About a year after Vermont became a state, some of the Green Mountain Boys built Dunklee Pond Dam on Tenney Brook in Rutland City. Vermonts earliest dams were built to provide power for mills which often were central to the communities that developed around them, and Dunklee Pond Dam was no different. The dam originally served as a linseed oil mill for cooking food and manufacturing solvents and paints.

As time passed, the Dunklee Pond Dam went on to power a sawmill, pencil factory, and was used for ice-harvesting for summer refrigeration in the late 1800s and early 1900s before the advent of electric refrigeration in the 1920s. The Rutland High School hockey team also practiced and played games on Dunklee Pond in the late 1800s. Over the years, locals also used Dunklee Pond dam for swimming and fishing, picnics, wading, boating, and wildlife.

However, Dunklee Pond dam wasnt meant to last forever, and it certainly wasnt designed to withstand 229 years of use with little maintenance. There are 1,200 known dams in Vermont and many, like Dunklee Pond dam, no longer serve a useful purpose. Today, the defunct Dunklee Pond dam threatens public safety in Rutland City and along the Route 7 travel corridor.

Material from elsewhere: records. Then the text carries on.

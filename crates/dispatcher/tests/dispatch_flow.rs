//! End-to-end flows through the dispatcher with in-memory collaborators.

use std::sync::Arc;
use std::time::Duration;

use bot_core::{ChatId, FunnelStore, InboundEvent, Keyboard, State, UserDirectory};
use broadcaster::CampaignManager;
use dialog::{Dialog, DialogScript, PhoneStepPolicy};
use dispatcher::{
    AdminPolicy, DispatchError, Dispatcher, DispatcherConfig, ProcessResult, ACCESS_DENIED,
    ADMIN_MENU, CREATE_BROADCAST, SHOW_FUNNEL, SHOW_STATS,
};
use lead_delivery::LeadGateway;
use memory_store::{FailingStore, MemoryStore, RecordingDelivery, RecordingSender, Sent};

const ADMIN: ChatId = ChatId(1000);
const VISITOR: ChatId = ChatId(7);

struct Harness {
    store: Arc<MemoryStore>,
    sender: Arc<RecordingSender>,
    delivery: Arc<RecordingDelivery>,
    dispatcher: Dispatcher,
}

fn harness(policy: PhoneStepPolicy, sender: RecordingSender) -> Harness {
    let store = Arc::new(MemoryStore::new());
    let sender = Arc::new(sender);
    let delivery = Arc::new(RecordingDelivery::new());
    let dispatcher = Dispatcher::new(
        store.clone(),
        sender.clone(),
        Dialog::new(DialogScript::default(), policy),
        AdminPolicy::new([ADMIN]),
        DispatcherConfig::default(),
    )
    .with_gateway(LeadGateway::new(delivery.clone()));

    Harness {
        store,
        sender,
        delivery,
        dispatcher,
    }
}

async fn say(h: &Harness, chat_id: ChatId, text: &str) -> ProcessResult {
    h.dispatcher.handle(InboundEvent::text(chat_id, text)).await
}

async fn qualify(h: &Harness, chat_id: ChatId) {
    for text in ["/start", "Хочу", "Для инвестиций", "3 и более спален", "Ипотека"] {
        say(h, chat_id, text).await;
    }
}

#[tokio::test(start_paused = true)]
async fn test_direct_flow_captures_lead_and_resets() {
    let h = harness(PhoneStepPolicy::Direct, RecordingSender::new());
    qualify(&h, VISITOR).await;
    assert_eq!(h.dispatcher.session_state(VISITOR).await, Some(State::RequestPhone));

    let result = say(&h, VISITOR, "8 (999) 123-45-67").await;
    assert_eq!(
        result,
        ProcessResult::Dialog {
            chat_id: VISITOR,
            state: State::LeadSaved,
            lead_captured: true,
        }
    );

    let leads = h.store.leads().await;
    assert_eq!(leads.len(), 1);
    assert_eq!(leads[0].purpose, "Для инвестиций");
    assert_eq!(leads[0].bedroom_count, "3 и более спален");
    assert_eq!(leads[0].payment_method, "Ипотека");
    assert_eq!(leads[0].phone, "8 (999) 123-45-67");

    match h.sender.last_to(VISITOR).await {
        Some(Sent::Prompt { prompt, .. }) => {
            assert_eq!(prompt.text, DialogScript::default().lead_ack);
            assert_eq!(prompt.keyboard, Keyboard::Remove);
        }
        other => panic!("expected ack prompt, got {:?}", other),
    }

    // Let the detached delivery task run.
    tokio::time::sleep(Duration::from_millis(10)).await;
    assert_eq!(h.delivery.delivered().await.len(), 1);

    tokio::time::sleep(Duration::from_secs(119)).await;
    assert_eq!(h.dispatcher.session_state(VISITOR).await, Some(State::LeadSaved));
    tokio::time::sleep(Duration::from_secs(2)).await;
    assert_eq!(h.dispatcher.session_state(VISITOR).await, Some(State::Start));
}

#[tokio::test]
async fn test_channel_flow_needs_expert_choice() {
    let h = harness(PhoneStepPolicy::ChannelChoice, RecordingSender::new());
    qualify(&h, VISITOR).await;
    assert_eq!(h.dispatcher.session_state(VISITOR).await, Some(State::FinalMessage));

    say(&h, VISITOR, "В Telegram").await;
    assert_eq!(h.dispatcher.session_state(VISITOR).await, Some(State::FinalMessage));

    say(&h, VISITOR, "Связаться с экспертом").await;
    match h.sender.last_to(VISITOR).await {
        Some(Sent::Prompt { prompt, .. }) => {
            assert_eq!(
                prompt.keyboard,
                Keyboard::RequestContact("Отправить номер".to_string())
            );
        }
        other => panic!("expected phone request, got {:?}", other),
    }

    let result = h
        .dispatcher
        .handle(InboundEvent::contact(VISITOR, "+79991234567"))
        .await;
    assert!(matches!(result, ProcessResult::Dialog { lead_captured: true, .. }));
    assert_eq!(h.store.leads().await.len(), 1);
}

#[tokio::test]
async fn test_rejected_phone_does_not_advance() {
    let h = harness(PhoneStepPolicy::Direct, RecordingSender::new());
    qualify(&h, VISITOR).await;

    let result = say(&h, VISITOR, "call me").await;
    assert_eq!(
        result,
        ProcessResult::Dialog {
            chat_id: VISITOR,
            state: State::RequestPhone,
            lead_captured: false,
        }
    );
    assert!(h.store.leads().await.is_empty());
}

#[tokio::test]
async fn test_second_message_after_capture_makes_no_new_lead() {
    let h = harness(PhoneStepPolicy::Direct, RecordingSender::new());
    qualify(&h, VISITOR).await;
    say(&h, VISITOR, "+79991234567").await;
    say(&h, VISITOR, "+79990000000").await;

    assert_eq!(h.store.leads().await.len(), 1);
}

#[tokio::test(start_paused = true)]
async fn test_restart_cancels_pending_reset() {
    let h = harness(PhoneStepPolicy::Direct, RecordingSender::new());
    qualify(&h, VISITOR).await;
    say(&h, VISITOR, "+79991234567").await;

    say(&h, VISITOR, "/start").await;
    say(&h, VISITOR, "Хочу").await;
    tokio::time::sleep(Duration::from_secs(300)).await;

    assert_eq!(h.dispatcher.session_state(VISITOR).await, Some(State::Purpose));
}

#[tokio::test]
async fn test_funnel_records_every_step() {
    let h = harness(PhoneStepPolicy::Direct, RecordingSender::new());
    qualify(&h, VISITOR).await;
    qualify(&h, ChatId(8)).await;
    say(&h, VISITOR, "+79991234567").await;

    let counts = h.store.counts().await.unwrap();
    assert_eq!(counts[&State::Intro], 2);
    assert_eq!(counts[&State::RequestPhone], 2);
    assert_eq!(counts[&State::LeadSaved], 1);
    assert!(!counts.contains_key(&State::Start));
}

#[tokio::test]
async fn test_visitors_are_registered_admins_are_not() {
    let h = harness(PhoneStepPolicy::Direct, RecordingSender::new());
    say(&h, VISITOR, "/start").await;
    say(&h, ADMIN, "/admin").await;

    assert_eq!(h.store.list_chat_ids().await.unwrap(), vec![VISITOR]);
}

#[tokio::test]
async fn test_admin_command_denied_for_visitor() {
    let h = harness(PhoneStepPolicy::Direct, RecordingSender::new());
    let result = say(&h, VISITOR, "/admin").await;

    assert_eq!(result, ProcessResult::Denied { chat_id: VISITOR });
    assert_eq!(h.sender.texts_to(VISITOR).await, vec![ACCESS_DENIED]);
    assert_eq!(h.dispatcher.session_state(VISITOR).await, None);
}

#[tokio::test]
async fn test_admin_broadcast_reaches_visitors() {
    let h = harness(PhoneStepPolicy::Direct, RecordingSender::new().failing_for([ChatId(9)]));
    for id in [7, 8, 9] {
        say(&h, ChatId(id), "/start").await;
    }
    h.sender.clear().await;

    say(&h, ADMIN, "/admin").await;
    assert_eq!(h.sender.texts_to(ADMIN).await, vec![ADMIN_MENU]);

    say(&h, ADMIN, CREATE_BROADCAST).await;
    say(&h, ADMIN, "Скидки до конца недели").await;
    say(&h, ADMIN, "Отправить").await;

    let texts = h.sender.texts_to(ADMIN).await;
    assert_eq!(
        texts.last().map(String::as_str),
        Some("Рассылка отправлена: 2 успешно, 1 с ошибками.")
    );
    assert_eq!(
        h.sender.texts_to(ChatId(8)).await,
        vec!["Скидки до конца недели"]
    );

    let stats = h.store.stats().await;
    assert_eq!((stats[0].total, stats[0].sent, stats[0].failed), (3, 2, 1));

    say(&h, ADMIN, SHOW_STATS).await;
    let texts = h.sender.texts_to(ADMIN).await;
    assert!(texts.last().unwrap().starts_with("Последние рассылки:\n1) "));
}

#[tokio::test]
async fn test_menu_commands_not_broadcast_while_composing() {
    let h = harness(PhoneStepPolicy::Direct, RecordingSender::new());
    say(&h, VISITOR, "/start").await;
    h.sender.clear().await;

    say(&h, ADMIN, CREATE_BROADCAST).await;
    say(&h, ADMIN, SHOW_STATS).await;
    let texts = h.sender.texts_to(ADMIN).await;
    assert_eq!(
        texts.last().map(String::as_str),
        Some("Статистика недоступна или отсутствует")
    );

    // The draft is still composing after the menu command.
    say(&h, ADMIN, "Акция выходного дня").await;
    assert!(h.sender.texts_to(VISITOR).await.is_empty());

    // Starting over while confirming drops the old draft.
    say(&h, ADMIN, CREATE_BROADCAST).await;
    say(&h, ADMIN, "Новые квартиры").await;
    say(&h, ADMIN, "Отправить").await;

    assert_eq!(h.sender.texts_to(VISITOR).await, vec!["Новые квартиры"]);
    assert_eq!(h.store.stats().await.len(), 1);
}

#[tokio::test]
async fn test_admin_photo_broadcast() {
    let h = harness(PhoneStepPolicy::Direct, RecordingSender::new());
    say(&h, VISITOR, "/start").await;

    h.dispatcher
        .handle(InboundEvent::photo(ADMIN, "photo-1", "Новый ЖК"))
        .await;
    say(&h, ADMIN, "Отправить").await;

    match h.sender.last_to(VISITOR).await {
        Some(Sent::Photo { photo, caption, .. }) => {
            assert_eq!(photo, "photo-1");
            assert_eq!(caption, "Новый ЖК");
        }
        other => panic!("expected photo, got {:?}", other),
    }
}

#[tokio::test]
async fn test_funnel_falls_back_to_text_report() {
    let h = harness(PhoneStepPolicy::Direct, RecordingSender::new());
    say(&h, ADMIN, SHOW_FUNNEL).await;
    assert_eq!(
        h.sender.texts_to(ADMIN).await,
        vec!["Данных по воронке пока нет"]
    );

    say(&h, VISITOR, "/start").await;
    say(&h, ADMIN, SHOW_FUNNEL).await;
    let texts = h.sender.texts_to(ADMIN).await;
    assert!(texts.last().unwrap().starts_with("Воронка по шагам:\n- Приветствие: 1 |"));
}

#[tokio::test]
async fn test_funnel_chart_when_supported() {
    let h = harness(PhoneStepPolicy::Direct, RecordingSender::new().with_charts());
    say(&h, VISITOR, "/start").await;
    say(&h, ADMIN, SHOW_FUNNEL).await;

    match h.sender.last_to(ADMIN).await {
        Some(Sent::Chart { labels, values, .. }) => {
            assert_eq!(labels.len(), 6);
            assert_eq!(values[0], 1);
        }
        other => panic!("expected chart, got {:?}", other),
    }
}

#[tokio::test]
async fn test_failing_storage_still_acknowledges() {
    let sender = Arc::new(RecordingSender::new());
    let dispatcher = Dispatcher::new(
        Arc::new(FailingStore),
        sender.clone(),
        Dialog::new(DialogScript::default(), PhoneStepPolicy::Direct),
        AdminPolicy::default(),
        DispatcherConfig::default(),
    );

    for text in ["/start", "Хочу", "Для себя", "1 спальня", "Трейд-ин", "+79991234567"] {
        dispatcher.handle(InboundEvent::text(VISITOR, text)).await;
    }

    assert_eq!(
        sender.texts_to(VISITOR).await.last().map(String::as_str),
        Some(DialogScript::default().lead_ack.as_str())
    );
}

#[tokio::test]
async fn test_broadcast_recipient_failure_reported() {
    let sender = Arc::new(RecordingSender::new());
    let store = Arc::new(MemoryStore::new());
    let campaigns = CampaignManager::new(Arc::new(FailingStore), sender.clone(), store.clone());
    let dispatcher = Dispatcher::new(
        store,
        sender.clone(),
        Dialog::default(),
        AdminPolicy::new([ADMIN]),
        DispatcherConfig::default(),
    )
    .with_campaigns(campaigns);

    for text in [CREATE_BROADCAST, "Текст", "Отправить"] {
        dispatcher.handle(InboundEvent::text(ADMIN, text)).await;
    }

    assert_eq!(
        sender.texts_to(ADMIN).await.last().map(String::as_str),
        Some("Не удалось получить список пользователей")
    );
}

#[tokio::test(start_paused = true)]
async fn test_idle_sessions_swept() {
    let store = Arc::new(MemoryStore::new());
    let dispatcher = Dispatcher::new(
        store,
        Arc::new(RecordingSender::new()),
        Dialog::default(),
        AdminPolicy::default(),
        DispatcherConfig {
            idle_timeout: Duration::from_secs(60),
            ..Default::default()
        },
    );

    dispatcher.handle(InboundEvent::text(VISITOR, "/start")).await;
    tokio::time::advance(Duration::from_secs(61)).await;

    assert_eq!(dispatcher.sweep_idle().await, 1);
    assert_eq!(dispatcher.session_state(VISITOR).await, None);
}

#[tokio::test]
async fn test_run_stops_when_stream_ends() {
    let h = harness(PhoneStepPolicy::Direct, RecordingSender::new());
    let events = futures::stream::iter(vec![
        InboundEvent::text(VISITOR, "/start"),
        InboundEvent::text(VISITOR, "Хочу"),
    ]);

    let result = h.dispatcher.run(events).await;
    assert!(matches!(result, Err(DispatchError::StreamEnded)));
    assert_eq!(h.dispatcher.session_state(VISITOR).await, Some(State::Purpose));
}

#[tokio::test]
async fn test_run_stops_on_shutdown() {
    let h = harness(PhoneStepPolicy::Direct, RecordingSender::new());
    let (_tx, rx) = tokio::sync::mpsc::channel::<InboundEvent>(4);
    let events = tokio_stream::wrappers::ReceiverStream::new(rx);

    let result = h.dispatcher.run_with_shutdown(events, async {}).await;
    assert!(result.is_ok());
}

The Vermont Department of Environmental Conservation (DEC) is partnering with the dam owners, city staff and the Vermont River Conservancy to remove the dam to alleviate flooding in Rutland and along Route 7. City and State Officials removed parts of the dam on Oct. 30, 2019, just before the Halloween Storm which helped to avoid a catastrophic failure. The full dam removal is slated for 2020 or 2021. The engineering design for the full dam removal is funded by the Vermont Ecosystem Restoration Program with a grant to the Vermont River Conservancy. The full removal will reduce future flood risks and costs in the community while also restoring the floodplain and wetlands and remediating adverse stream impacts.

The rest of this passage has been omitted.